In short, Liu predicts a huge PR backlash against law schools that discontinue affirmative action, producing far fewer applicants than would otherwise occur, and so condemns the whole idea. Politics like this are certainly something to think about, but so far his first two assumptions are based on competing premeses, and he waffles between which theory supports the end he wants to reach.

It is especially disingenuous to assert that this irrational drop in applicants (and acceptances) is too onerous to overcome any benfit when a large portion of that drop would be due to blind acceptance of affirmative action as the sole program that could possibly benefit black law student success. The failure of ending affirmative action will thus become a self-fulfilling prophesy. This argument has nothing to do with whether ending affirmative action could produce more black lawyers or not, but rather that affirmative action proponents will prevent it from doing so through propaganda.

Professor Liu's final point is more reasonable:
Copious research, which Sander does not confront, shows that the achievement gap at selective universities is because of differences not only in entering credentials but also in the university experience itself. . . . fear of doing badly in school and thereby confirming racial stereotypes generates anxiety among black students that undermines academic performance. In addition, for many minority students, the lack of minority faculty heightens feelings of isolation and makes it difficult to find close mentors. And despite much progress, minority students still face discrimination on campus, both subtle and overt.
It is important to remember that there may be other factors to consider when diagnosing why black students systematically perform worse than whites in the same school. The goal is to have everyone succeed. That said, Liu sets up the typical straw man against Sander's findings--that affirmative action is a zero-sum game (which I have indulged up until now)--and proceeds to use evidence of other factors as an argument that Sander's findings are incomplete.

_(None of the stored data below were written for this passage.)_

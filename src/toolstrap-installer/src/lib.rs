//! Toolstrap Installer - verified bootstrap of a pinned tool release
//!
//! Installs the tool on a machine that has never seen it, typically a CI
//! runner:
//! - Resolves the host platform to a release artifact
//! - Downloads it and checks it against a SHA256 pinned at build time
//! - Unpacks it (tar.gz, or zip on Windows) into a private temp directory
//! - Runs the unpacked binary's `self-update` to reach the requested version
//!
//! Nothing downloaded is extracted or executed before its checksum matches.
//!
//! # Example
//!
//! ```rust,ignore
//! use toolstrap_installer::Installer;
//!
//! let outcome = Installer::new().install(Some("v3.1.0")).await?;
//! println!("{}", outcome.install_path.display());
//! ```

mod artifact;
mod config;
mod download;
mod error;
mod extract;
mod http_client;
mod install;
mod paths;
mod platform;
mod verify;
mod workspace;

pub use artifact::{Artifact, BootstrapManifest, ChecksumTable};
pub use config::{InstallerConfig, TEMP_DIR_ENV, TIMEOUT_ENV};
pub use download::{DownloadProgress, fetch};
pub use error::{ErrorKind, InstallError, InstallResult};
pub use extract::{ArchiveExtractor, ArchiveKind, extract, mark_executable};
pub use http_client::{USER_AGENT, create_download_client};
pub use install::{InstallOutcome, Installer, Stage};
pub use paths::{
    DATA_HOME_ENV, InstallEnv, LOCAL_APP_DATA_ENV, ROOT_ENV, bin_dir, resolve_install_path,
};
pub use platform::{Arch, Os, Platform};
pub use verify::{calculate_sha256, verify_sha256};
pub use workspace::TempWorkspace;

/// Name of the bootstrapped executable and its artifacts
pub const TOOL_NAME: &str = "tool";

/// Release the installer downloads before handing over to self-update
pub const PINNED_VERSION: &str = "v2.55.1";

/// Release download prefix; the tag and filename are appended
pub const RELEASE_BASE_URL: &str = "https://github.com/tool-cli/tool/releases/download";
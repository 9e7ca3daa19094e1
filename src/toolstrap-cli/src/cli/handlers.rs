//! Command dispatch and execution handlers.

use anyhow::{Context, Result};
use toolstrap_installer::{
    Arch, BootstrapManifest, InstallError, Installer, InstallerConfig, Os, Platform, Stage,
    bin_dir, resolve_install_path,
};

use super::args::*;
use crate::ci::{LogGroup, export_path, set_output};

/// Dispatch a CLI command to its handler.
pub async fn dispatch_command(cli: Cli) -> Result<()> {
    match cli.command {
        Commands::Install(args) => run_install(args).await,
        Commands::Path(args) => run_path(args),
        Commands::Artifact(args) => run_artifact(args),
    }
}

async fn run_install(args: InstallArgs) -> Result<()> {
    let mut config = InstallerConfig::from_env();
    if let Some(secs) = args.timeout {
        config.download_timeout_secs = secs;
    }
    if let Some(dir) = args.temp_dir {
        config.temp_root = Some(dir);
    }

    let installer = Installer::with_config(config);
    let manifest = installer.manifest();
    let title = format!(
        "Installing {} (bootstrap {})",
        manifest.tool, manifest.version
    );

    let mut last_stage: Option<Stage> = None;
    let result = {
        let _group = LogGroup::start(&title, args.ci_groups);
        installer
            .install_with_progress(args.version.as_deref(), |stage| {
                tracing::debug!("Stage reached: {}", stage);
                last_stage = Some(stage);
            })
            .await
    };

    let outcome = result.map_err(|e| describe_failure(e, last_stage))?;

    println!("{}", outcome.install_path.display());

    if let Some(path_file) = &args.path_file
        && let Some(dir) = bin_dir(&outcome.install_path)
    {
        export_path(path_file, dir)?;
        tracing::info!("Added {} to {}", dir.display(), path_file.display());
    }

    if let Some(output_file) = &args.output_file {
        set_output(
            output_file,
            "install-path",
            &outcome.install_path.to_string_lossy(),
        )?;
        if let Some(version) = outcome
            .reported_version
            .as_deref()
            .and_then(|v| v.lines().next())
        {
            set_output(output_file, "version", version)?;
        }
    }

    Ok(())
}

fn describe_failure(err: InstallError, last_stage: Option<Stage>) -> anyhow::Error {
    let kind = err.kind();
    let retriable = err.is_retriable();
    let context = match last_stage {
        Some(stage) => format!("Install failed [{kind}] after stage '{stage}'"),
        None => format!("Install failed [{kind}] before any stage completed"),
    };
    let err = anyhow::Error::new(err).context(context);
    if retriable {
        err.context("The failure looks transient; re-running the install may succeed")
    } else {
        err
    }
}

fn run_path(args: PathArgs) -> Result<()> {
    let os = match args.os {
        Some(os) => os,
        None => Platform::current()?.os.to_string(),
    };
    let path = resolve_install_path(&os)
        .with_context(|| format!("Cannot resolve install path for {os}"))?;
    println!("{}", path.display());
    Ok(())
}

fn run_artifact(args: ArtifactArgs) -> Result<()> {
    let os = args.os.as_deref().map(Os::parse).transpose()?;
    let arch = args.arch.as_deref().map(Arch::parse).transpose()?;
    let platform = match (os, arch) {
        (Some(os), Some(arch)) => Platform::new(os, arch),
        (os, arch) => {
            let host = Platform::current().context("Pass --os and --arch explicitly")?;
            Platform::new(os.unwrap_or(host.os), arch.unwrap_or(host.arch))
        }
    };

    let manifest = BootstrapManifest::pinned();
    let artifact = manifest.locate(platform)?;

    if args.json {
        let report = serde_json::json!({
            "version": manifest.version,
            "platform": platform,
            "artifact": artifact,
        });
        println!("{}", serde_json::to_string_pretty(&report)?);
        return Ok(());
    }

    println!("version:  {}", manifest.version);
    println!("filename: {}", artifact.filename);
    println!("url:      {}", artifact.url);
    println!("sha256:   {}", artifact.sha256);
    Ok(())
}
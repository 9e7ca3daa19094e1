//! Per-attempt temporary workspace.

use std::path::{Path, PathBuf};

use tempfile::TempDir;

use crate::error::{InstallError, InstallResult};

const PREFIX: &str = "toolstrap-";

/// Exclusively-owned scratch directory for one install attempt.
///
/// Holds the downloaded archive and its extracted contents. [`close`] removes
/// it and reports failures; if the guard is dropped instead (early return,
/// panic) the directory is still removed, best-effort.
///
/// [`close`]: TempWorkspace::close
#[derive(Debug)]
pub struct TempWorkspace {
    dir: TempDir,
}

impl TempWorkspace {
    /// Create a randomly-named directory under `parent` (or the system temp dir).
    ///
    /// On Unix the directory is created owner-only (0700).
    pub fn create(parent: Option<&Path>) -> InstallResult<Self> {
        let mut builder = tempfile::Builder::new();
        builder.prefix(PREFIX);
        #[cfg(unix)]
        {
            use std::os::unix::fs::PermissionsExt;
            builder.permissions(std::fs::Permissions::from_mode(0o700));
        }

        let dir = match parent {
            Some(parent) => {
                std::fs::create_dir_all(parent).map_err(InstallError::TempDirFailed)?;
                builder.tempdir_in(parent)
            }
            None => builder.tempdir(),
        }
        .map_err(InstallError::TempDirFailed)?;

        tracing::debug!("Created workspace {}", dir.path().display());
        Ok(Self { dir })
    }

    pub fn path(&self) -> &Path {
        self.dir.path()
    }

    /// Where the downloaded archive is written.
    pub fn archive_path(&self, filename: &str) -> PathBuf {
        self.dir.path().join(filename)
    }

    /// Directory the archive is unpacked into, created on first call.
    pub fn extract_dir(&self) -> InstallResult<PathBuf> {
        let dir = self.dir.path().join("extract");
        std::fs::create_dir_all(&dir)?;
        Ok(dir)
    }

    /// Remove the workspace, reporting failure.
    pub fn close(self) -> std::io::Result<()> {
        let path = self.dir.path().to_path_buf();
        self.dir.close()?;
        if path.exists() {
            return Err(std::io::Error::other(format!(
                "{} still exists after removal",
                path.display()
            )));
        }
        tracing::debug!("Removed workspace {}", path.display());
        Ok(())
    }
}

#[cfg(test)]
mod tests {
    use super::*;

    #[test]
    fn test_close_removes_contents() {
        let parent = tempfile::tempdir().unwrap();
        let workspace = TempWorkspace::create(Some(parent.path())).unwrap();
        let path = workspace.path().to_path_buf();

        std::fs::write(workspace.archive_path("a.tar.gz"), b"data").unwrap();
        let extract = workspace.extract_dir().unwrap();
        std::fs::write(extract.join("tool"), b"bin").unwrap();

        workspace.close().unwrap();
        assert!(!path.exists());
    }

    #[test]
    fn test_close_reports_missing_directory() {
        let parent = tempfile::tempdir().unwrap();
        let workspace = TempWorkspace::create(Some(parent.path())).unwrap();
        std::fs::remove_dir_all(workspace.path()).unwrap();

        assert!(workspace.close().is_err());
    }

    #[test]
    fn test_drop_removes_directory() {
        let parent = tempfile::tempdir().unwrap();
        let path = {
            let workspace = TempWorkspace::create(Some(parent.path())).unwrap();
            workspace.path().to_path_buf()
        };
        assert!(!path.exists());
    }

    #[test]
    fn test_workspaces_are_isolated() {
        let parent = tempfile::tempdir().unwrap();
        let a = TempWorkspace::create(Some(parent.path())).unwrap();
        let b = TempWorkspace::create(Some(parent.path())).unwrap();
        assert_ne!(a.path(), b.path());
        assert!(a.path().file_name().unwrap().to_string_lossy().starts_with(PREFIX));
    }

    #[cfg(unix)]
    #[test]
    fn test_owner_only_permissions() {
        use std::os::unix::fs::PermissionsExt;

        let parent = tempfile::tempdir().unwrap();
        let workspace = TempWorkspace::create(Some(parent.path())).unwrap();
        let mode = std::fs::metadata(workspace.path()).unwrap().permissions().mode();
        assert_eq!(mode & 0o777, 0o700);
    }
}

The entire point of Professor Sander's article is that we should look at affirmative action and the academic costs of putting students in settings they are not prepared for. Affirmative action itself may be one of the problems, exacerbated by other factors described by Professor Liu. Professor Sander is challenging affirmative action orthodoxy, and encourages discussion. So far, the only things I've seen in response are snide remarks about how he ignores contrary data, has an agenday, and makes unreasonable assumptions. Critics, like Professor Liu, would do well test their own assertions for these systematic errors.

In addition, Sander does not advocate ending affirmative action completely. He, in fact, proposes what he calls a "4 percent solution": retain affirmative action in top schools to attain a 4 percent black student body (which would enable qualified black students to obtain prestige positions, clerkships, etc) that would offset some of the problems of isolation and achieve other diversity benefits, but would push more black students into lower-tier schools to increase their performance and help bar passage rates. Of course, if his critics acknowledged this, they wouldn't get to make their high sounding attacks against his findings.

Professor Sander's own words on the matter are most revealing, and leave me no doubt that he is genuinely working toward bettering education for everyone, which I don't think can be said for all of his critics: "My hope is that, by developing some rough consensus on how to model the systemic effects of affirmative action, we can have a much richer dialog and can identify and test possible compromises, like the 4% solution, that break the ideological logjam."